Nice rant Ed but what does that have to do with the price of a Euro and the fact that lead has fallen 60%.
Bill: When the EU (minus GB) switched to the Euro about a decade ago, I was in the French islands spending 7.2 francs that I bought for $1.00 USD. The franc converted to Euros at 6.55; the first Euros I bought cost about $.90...and the price escalated over the past years to over $1.50, and now, given the economic discombobulations in Europe and America, the exchange rate is trending lower, seemingly in our favor, or maybe not.
A weak dollar ($1.50 to the Euro) means Americans are employed making products that are bought by EU persons who consider what we make and sell a good buy. The weak dollar means increased exports and a favorable balance of payments; in other words, a surplus of foreign money being earned by American businesses, which translates to expanded plant facilities and increased employment. As the US dollar strengthens our exports will decline, fewer workers in export-oriented industries will earn overtime, and some will become unemployed. So from the standpoint of American industry and American jobs, a weak dollar is a good thing.
Yet there are people, Bill for example, who equate a falling Euro and rising US dollar with selfish greed and unconscionable profits. But whose? Maybe Bill's! You only benefit from a stronger US dollar if you are chaffing at the bit to send your share overseas. For the American worker and American investor, a strong dollar is a bad thing in so far as production decreases and jobs are lost.
Every American has a vested interest in the continued prosperity of his or her employer on many levels; first from pay check to pay check; second, in the expectancy of continued job security; and thirdly, in the need to invest in one's retirement.
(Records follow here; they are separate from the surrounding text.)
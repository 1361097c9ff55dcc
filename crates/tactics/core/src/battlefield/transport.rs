//! Loading units into carriers and putting them back on the map.

use super::{Battlefield, MoveError, TransportError};
use crate::events::CombatEvent;
use crate::state::{BehaviorState, Capabilities, TileIndex, Unit, UnitId};

impl Battlefield {
    /// Units currently aboard `carrier`, in load order.
    pub fn transported_units(&self, carrier: UnitId) -> &[UnitId] {
        self.units
            .get(&carrier)
            .map(|unit| unit.cargo.as_slice())
            .unwrap_or(&[])
    }

    /// Free cargo slots; 0 for unknown units and non-transports.
    pub fn remaining_capacity(&self, carrier: UnitId) -> usize {
        self.units
            .get(&carrier)
            .map(Unit::remaining_capacity)
            .unwrap_or(0)
    }

    pub fn can_load(&self, carrier: UnitId, cargo: UnitId) -> bool {
        self.check_load(carrier, cargo).is_ok()
    }

    fn check_load(&self, carrier_id: UnitId, cargo_id: UnitId) -> Result<(), TransportError> {
        if carrier_id == cargo_id {
            return Err(TransportError::SelfLoad(carrier_id));
        }
        let carrier = self.live_unit(carrier_id)?;
        let cargo = self.live_unit(cargo_id)?;
        let carrier_tile = deployed_tile(carrier)?;
        let cargo_tile = deployed_tile(cargo)?;

        if !carrier.capabilities().contains(Capabilities::TRANSPORT) {
            return Err(TransportError::NotATransport(carrier_id));
        }
        if carrier.faction != cargo.faction {
            return Err(TransportError::ForeignFaction {
                carrier: carrier_id,
                cargo: cargo_id,
            });
        }
        if !cargo.cargo.is_empty() {
            return Err(TransportError::NestedTransport(cargo_id));
        }
        if carrier.remaining_capacity() == 0 {
            return Err(TransportError::CarrierFull {
                carrier: carrier_id,
                capacity: carrier.transport_capacity(),
            });
        }
        if !self.env.world().is_same_or_adjacent(carrier_tile, cargo_tile) {
            return Err(TransportError::TooFar {
                carrier_tile,
                tile: cargo_tile,
            });
        }
        Ok(())
    }

    /// Takes `cargo` off the map and aboard `carrier`.
    ///
    /// # Errors
    ///
    /// Both units must be alive, deployed and of one faction; the carrier
    /// must be a transport with free capacity; the cargo must stand on or
    /// next to the carrier's tile and carry nothing itself.
    pub fn load_unit(&mut self, carrier_id: UnitId, cargo_id: UnitId) -> Result<(), TransportError> {
        self.check_load(carrier_id, cargo_id)?;

        let Some(cargo) = self.units.get(&cargo_id) else {
            return Err(TransportError::UnknownUnit(cargo_id));
        };
        let (cargo_tile, cargo_state) = (cargo.tile, cargo.behavior.state);
        if matches!(
            cargo_state,
            BehaviorState::Attacking { .. } | BehaviorState::Moving { .. }
        ) {
            self.set_state(cargo_id, BehaviorState::Idle);
        }
        if let Some(tile) = cargo_tile {
            self.release_tile(tile, cargo_id);
        }
        if let Some(cargo) = self.units.get_mut(&cargo_id) {
            cargo.tile = None;
            cargo.carrier = Some(carrier_id);
        }
        if let Some(carrier) = self.units.get_mut(&carrier_id) {
            // capacity checked above
            let _ = carrier.cargo.try_push(cargo_id);
        }

        tracing::debug!(carrier = %carrier_id, cargo = %cargo_id, "unit loaded");
        self.emit(CombatEvent::UnitLoaded {
            carrier: carrier_id,
            cargo: cargo_id,
        });
        Ok(())
    }

    /// Puts `cargo` back on the map at `tile`, which must be the carrier's
    /// tile or adjacent to it and legal for the cargo.
    ///
    /// # Errors
    ///
    /// See [`TransportError`]; a failed unload leaves the cargo aboard.
    pub fn unload_unit(
        &mut self,
        carrier_id: UnitId,
        cargo_id: UnitId,
        tile: TileIndex,
    ) -> Result<(), TransportError> {
        let carrier = self.live_unit(carrier_id)?;
        let cargo = self.live_unit(cargo_id)?;
        if cargo.carrier != Some(carrier_id) {
            return Err(TransportError::NotCarried {
                carrier: carrier_id,
                cargo: cargo_id,
            });
        }
        let carrier_tile = deployed_tile(carrier)?;
        if !self.env.world().is_same_or_adjacent(carrier_tile, tile) {
            return Err(TransportError::TooFar { carrier_tile, tile });
        }
        self.check_tile(cargo, tile)?;
        let position = self
            .env
            .require_center(tile)
            .map_err(MoveError::from)?;

        if let Some(carrier) = self.units.get_mut(&carrier_id) {
            carrier.cargo.retain(|id| *id != cargo_id);
        }
        if let Some(cargo) = self.units.get_mut(&cargo_id) {
            cargo.carrier = None;
            cargo.tile = Some(tile);
            cargo.position = position;
        }
        self.occupancy.insert(tile, cargo_id);

        tracing::debug!(carrier = %carrier_id, cargo = %cargo_id, tile = %tile, "unit unloaded");
        self.emit(CombatEvent::UnitUnloaded {
            carrier: carrier_id,
            cargo: cargo_id,
            tile,
        });
        self.emit(CombatEvent::MovementCompleted {
            unit: cargo_id,
            from: Some(carrier_tile),
            to: tile,
        });
        Ok(())
    }

    fn live_unit(&self, id: UnitId) -> Result<&Unit, TransportError> {
        let unit = self
            .units
            .get(&id)
            .ok_or(TransportError::UnknownUnit(id))?;
        if unit.is_dead() {
            return Err(TransportError::UnitDead(id));
        }
        Ok(unit)
    }
}

fn deployed_tile(unit: &Unit) -> Result<TileIndex, TransportError> {
    match (unit.tile, unit.carrier) {
        (Some(tile), None) => Ok(tile),
        _ => Err(TransportError::NotDeployed(unit.id)),
    }
}

#[cfg(test)]
mod tests {
    use std::sync::Arc;

    use super::*;
    use crate::env::{Biome, CatalogSnapshot, GridWorld, TileData, UnitTemplate};
    use crate::state::{FactionId, TemplateId, UnitCategory};
    use crate::stats::BaseStats;

    fn field() -> Battlefield {
        let world = GridWorld::new(4, 1, TileData::land(Biome::Plains))
            .with_tile(0, 0, TileData::water());
        let ship = UnitTemplate {
            category: UnitCategory::Ship,
            capabilities: Capabilities::TRANSPORT,
            transport_capacity: 1,
            base: BaseStats::new(1, 1, 20, 1.0, 1.0),
            ..UnitTemplate::fallback(TemplateId::new("galley"))
        };
        let soldier = UnitTemplate {
            base: BaseStats::new(1, 1, 10, 1.0, 1.0),
            ..UnitTemplate::fallback(TemplateId::new("soldier"))
        };
        let catalog = CatalogSnapshot::new().with_template(ship).with_template(soldier);
        Battlefield::builder(Arc::new(world), Arc::new(catalog)).build()
    }

    #[test]
    fn capacity_is_enforced() {
        let mut field = field();
        let galley = field
            .spawn_unit("galley", FactionId(1), TileIndex(0))
            .unwrap();
        let a = field
            .spawn_unit("soldier", FactionId(1), TileIndex(1))
            .unwrap();
        let b = field
            .spawn_unit("soldier", FactionId(1), TileIndex(2))
            .unwrap();
        field.load_unit(galley, a).unwrap();
        assert_eq!(field.remaining_capacity(galley), 0);
        assert!(matches!(
            field.load_unit(galley, b),
            Err(TransportError::CarrierFull { .. })
        ));
    }

    #[test]
    fn only_own_faction_boards() {
        let mut field = field();
        let galley = field
            .spawn_unit("galley", FactionId(1), TileIndex(0))
            .unwrap();
        let enemy = field
            .spawn_unit("soldier", FactionId(2), TileIndex(1))
            .unwrap();
        assert!(!field.can_load(galley, enemy));
        assert!(!field.can_load(enemy, galley));
    }

    #[test]
    fn unload_rejects_illegal_tile() {
        let mut field = field();
        let galley = field
            .spawn_unit("galley", FactionId(1), TileIndex(0))
            .unwrap();
        let a = field
            .spawn_unit("soldier", FactionId(1), TileIndex(1))
            .unwrap();
        field.load_unit(galley, a).unwrap();
        assert_eq!(
            field.unload_unit(galley, a, TileIndex(0)),
            Err(TransportError::IllegalTile(MoveError::WrongDomain {
                category: UnitCategory::Land,
                tile: TileIndex(0)
            }))
        );
        assert!(matches!(
            field.unload_unit(galley, a, TileIndex(3)),
            Err(TransportError::TooFar { .. })
        ));
        assert_eq!(field.transported_units(galley), &[a]);
    }
}
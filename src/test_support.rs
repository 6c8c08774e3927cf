//! Fixture builders shared by unit tests.

use serde_json::{json, Value};

use crate::types::{
    Entry, Event, MatchUp, MatchUpStatus, MatchUpType, Participant, ParticipantType,
    PositionAssignment, Stage, Structure, TimeItem, Tournament, PUBLISH_STATUS_ITEM,
    SEEDING_SCALE_PREFIX,
};

pub fn individual(id: &str) -> Participant {
    Participant {
        participant_id: id.to_string(),
        participant_type: ParticipantType::Individual,
        participant_name: Some(format!("Player {id}")),
        participant_role: None,
        participant_role_responsibilities: Vec::new(),
        individual_participant_ids: Vec::new(),
        person: None,
        time_items: Vec::new(),
        extensions: Vec::new(),
    }
}

pub fn composite(id: &str, participant_type: ParticipantType, members: &[&str]) -> Participant {
    Participant {
        participant_type,
        individual_participant_ids: members.iter().map(|m| m.to_string()).collect(),
        ..individual(id)
    }
}

pub fn event(id: &str, event_type: MatchUpType) -> Event {
    Event {
        event_id: id.to_string(),
        event_name: Some(format!("Event {id}")),
        event_type,
        category: None,
        entries: Vec::new(),
        draw_definitions: Vec::new(),
        time_items: Vec::new(),
        extensions: Vec::new(),
    }
}

pub fn entry(participant_id: &str, entry_status: &str) -> Entry {
    Entry {
        participant_id: Some(participant_id.to_string()),
        entry_status: Some(entry_status.to_string()),
        ..Entry::default()
    }
}

pub fn structure(id: &str) -> Structure {
    Structure {
        structure_id: id.to_string(),
        structure_name: None,
        stage: Stage::Main,
        stage_sequence: Some(1),
        position_assignments: Vec::new(),
        seed_assignments: Vec::new(),
        match_ups: Vec::new(),
        structures: Vec::new(),
    }
}

pub fn assignment(draw_position: u32, participant_id: Option<&str>) -> PositionAssignment {
    PositionAssignment {
        draw_position,
        participant_id: participant_id.map(str::to_string),
        bye: participant_id.is_none(),
    }
}

pub fn match_up(id: &str) -> MatchUp {
    MatchUp {
        match_up_id: id.to_string(),
        match_up_type: None,
        match_up_status: MatchUpStatus::ToBePlayed,
        round_number: None,
        round_position: None,
        draw_positions: Vec::new(),
        sides: Vec::new(),
        winning_side: None,
        score: None,
        finishing_position_range: None,
        finishing_round: None,
        schedule: None,
        collection_id: None,
        tie_match_ups: Vec::new(),
        winner_match_up_id: None,
        loser_match_up_id: None,
    }
}

pub fn seeding_item(event_type: MatchUpType, scale_name: &str, value: Value) -> TimeItem {
    TimeItem {
        item_type: format!("{SEEDING_SCALE_PREFIX}.{}.{scale_name}", event_type.as_str()),
        item_value: value,
        created_at: None,
    }
}

pub fn publish_item(public: Value) -> TimeItem {
    TimeItem {
        item_type: PUBLISH_STATUS_ITEM.to_string(),
        item_value: json!({ "PUBLIC": public }),
        created_at: None,
    }
}

pub fn tournament(participants: Vec<Participant>, events: Vec<Event>) -> Tournament {
    Tournament {
        tournament_id: "T-1".to_string(),
        tournament_name: Some("Spring Open".to_string()),
        start_date: None,
        end_date: None,
        participants: Some(participants),
        events,
    }
}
The post-WWII boom era is over. It used to be that American industry grew predictably by leaps and bounds while Europe and the rest of the world were emerging from war devastation or agrarian feudalism. The world was our customer because no one else was making anything. But this began to change in the 1960s, and was certified in 1971, when the USA could no longer dictate the price of gold at $35 per ounce. Once gold began to float and foreign currencies sought their own level, America became just another cog in the wheel of the world economy (the dreaded "D" word: globalization). But to the extent that our economy was less controlled than most others, we were more free to innovate and cope with the changes endemic to time marching on. But this is changing...
When I see a poster on a Forum that revolves around a preference for something as luxurious and non-essential as fine old double guns, carping about the "American way promoting greed" and getting his licks in about dreaded lawyers and characterizing a well thought analysis as a "rant"...well, people, it's all over.
Methinks that Bill wouldn't know a Euro if it bit him. And his fixation on a 60% decline in the price of lead: Is he heavily invested in commodities? As to a "rant," it seems to me that preemptively attacking "profits" and "greed" on a double gun Forum is somewhat like the psycho-ink-blot-test, where the patient is shown a nebulous blot of ink and then tells the doctor what ails him. But for most thinking people, without an axe to grind, an ink blot is simply a blot of ink.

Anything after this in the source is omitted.